1  Convolution

1.1 Linear Time-Invariant (LTI) Systems

1.2 Convolution

\[\begin{equation} h(t) * x(t) = \int_{-\infty}^{\infty} x(\tau)h(t-\tau) \,d\tau \end{equation}\]

where \(h(t)\) is the unit impulse response: \(\begin{cases}\text{when } x(t) = \delta(t)\\\text{then } y(t) = h(t)\end{cases}\)

\[ \int_{-\infty}^{\infty} h(t) \,dt = 1. \qquad y(t) = \delta(0) \cdot h(t) + \delta(1) \cdot h(t-1) + \delta(2) \cdot h(t-2) .\]

For LTI system, \(y(t)\) is the sum of the scaled unit impulse response of \(x(t)\) at each time instant \(\tau\). \[y(t) = \int_{-\infty}^{\infty} x(\tau)h(t-\tau) \,d\tau\] where \(x(\tau)\) is the scaling factor at \(t=\tau\), and \(h(t-\tau)\) is the unit impulse response at \(t=\tau\).

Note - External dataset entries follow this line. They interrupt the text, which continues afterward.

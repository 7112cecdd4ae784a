pub mod error;
pub mod graph;
pub mod node;

// Re-export commonly used types
pub use error::{GraphError, Result};
pub use graph::{END, Graph, GraphBuilder, Router};
pub use node::Node;

#[cfg(test)]
mod tests {
    use super::*;
    use async_trait::async_trait;
    use std::sync::Arc;

    #[derive(Debug, Clone, PartialEq)]
    struct CounterState {
        count: u32,
        route: String,
    }

    struct IncrementNode {
        id: String,
        route_to: String,
    }

    #[async_trait]
    impl Node<CounterState> for IncrementNode {
        fn id(&self) -> &str {
            &self.id
        }

        async fn run(&self, state: &CounterState) -> Result<CounterState> {
            Ok(CounterState {
                count: state.count + 1,
                route: self.route_to.clone(),
            })
        }
    }

    fn increment(id: &str, route_to: &str) -> Arc<IncrementNode> {
        Arc::new(IncrementNode {
            id: id.to_string(),
            route_to: route_to.to_string(),
        })
    }

    fn route(state: &CounterState) -> String {
        state.route.clone()
    }

    #[tokio::test]
    async fn fixed_edges_run_to_the_sink() {
        let graph = GraphBuilder::new("test")
            .add_node(increment("first", ""))
            .add_node(increment("second", ""))
            .add_edge("first", "second")
            .add_edge("second", END)
            .build()
            .unwrap();

        let initial = CounterState {
            count: 0,
            route: String::new(),
        };
        let result = graph.run(initial.clone(), 10).await.unwrap();
        assert_eq!(result.count, 2);
        // input untouched by the run
        assert_eq!(initial.count, 0);
    }

    #[tokio::test]
    async fn conditional_edge_follows_routing_key() {
        let graph = GraphBuilder::new("test")
            .add_node(increment("decide", "right"))
            .add_node(increment("left", ""))
            .add_node(increment("right", ""))
            .add_conditional_edge("decide", route, [("left", "left"), ("right", "right")])
            .add_edge("left", END)
            .add_edge("right", END)
            .build()
            .unwrap();

        let result = graph
            .run(
                CounterState {
                    count: 0,
                    route: String::new(),
                },
                10,
            )
            .await
            .unwrap();
        assert_eq!(result.count, 2);
    }

    #[tokio::test]
    async fn cycle_trips_the_step_ceiling() {
        // a <-> b forever; the ceiling must fire, not hang
        let graph = GraphBuilder::new("test")
            .add_node(increment("a", ""))
            .add_node(increment("b", ""))
            .add_edge("a", "b")
            .add_edge("b", "a")
            .build()
            .unwrap();

        let err = graph
            .run(
                CounterState {
                    count: 0,
                    route: String::new(),
                },
                7,
            )
            .await
            .unwrap_err();
        assert!(matches!(
            err,
            GraphError::StepLimitExceeded { max_steps: 7, .. }
        ));
    }

    #[tokio::test]
    async fn unmapped_routing_key_is_fatal() {
        let graph = GraphBuilder::new("test")
            .add_node(increment("decide", "nowhere"))
            .add_node(increment("left", ""))
            .add_conditional_edge("decide", route, [("left", "left")])
            .add_edge("left", END)
            .build()
            .unwrap();

        let err = graph
            .run(
                CounterState {
                    count: 0,
                    route: String::new(),
                },
                10,
            )
            .await
            .unwrap_err();
        assert!(matches!(
            err,
            GraphError::UnknownRoutingKey { ref node, ref key } if node == "decide" && key == "nowhere"
        ));
    }

    #[test]
    fn build_rejects_unknown_edge_targets() {
        let err = GraphBuilder::new("test")
            .add_node(increment("only", ""))
            .add_edge("only", "missing")
            .build()
            .unwrap_err();
        assert!(matches!(err, GraphError::InvalidGraph(_)));
    }

    #[test]
    fn build_rejects_nodes_without_edges() {
        let err = GraphBuilder::<CounterState>::new("test")
            .add_node(increment("only", ""))
            .build()
            .unwrap_err();
        assert!(matches!(err, GraphError::InvalidGraph(_)));
    }

    #[test]
    fn route_for_key_exposes_the_table() {
        let graph = GraphBuilder::new("test")
            .add_node(increment("decide", "left"))
            .add_node(increment("left", ""))
            .add_conditional_edge("decide", route, [("left", "left")])
            .add_edge("left", END)
            .build()
            .unwrap();

        assert_eq!(graph.route_for_key("decide", "left").as_deref(), Some("left"));
        assert_eq!(graph.route_for_key("decide", "other"), None);
        // fixed edges resolve for any key
        assert_eq!(graph.route_for_key("left", "anything").as_deref(), Some(END));
    }
}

For a continuous $x(t) with \(h(t) = \dfrac{1}{2}t\), (\(0 \le t \le 2\)), what is \(y(t)\)?

Time domain convolution compuation is expensive, and it can be simplified by using Fourier transform to transfer convolution in time domain to multiplication in frequency domain.

\[\text{Time domain} \underset{\text{F. T.}}{\overset{\text{Fourier Transform}}{\longrightarrow}} \text{Frequency domain}\]

\[\text{F. T.:}\quad Y(\omega) = \int_{-\infty}^{\infty} y(t) e^{-j\omega t} \,dt\]

Proof: \(\mathcal{F}[f(t) * g(t)] = F(\omega) \cdot G(\omega)\).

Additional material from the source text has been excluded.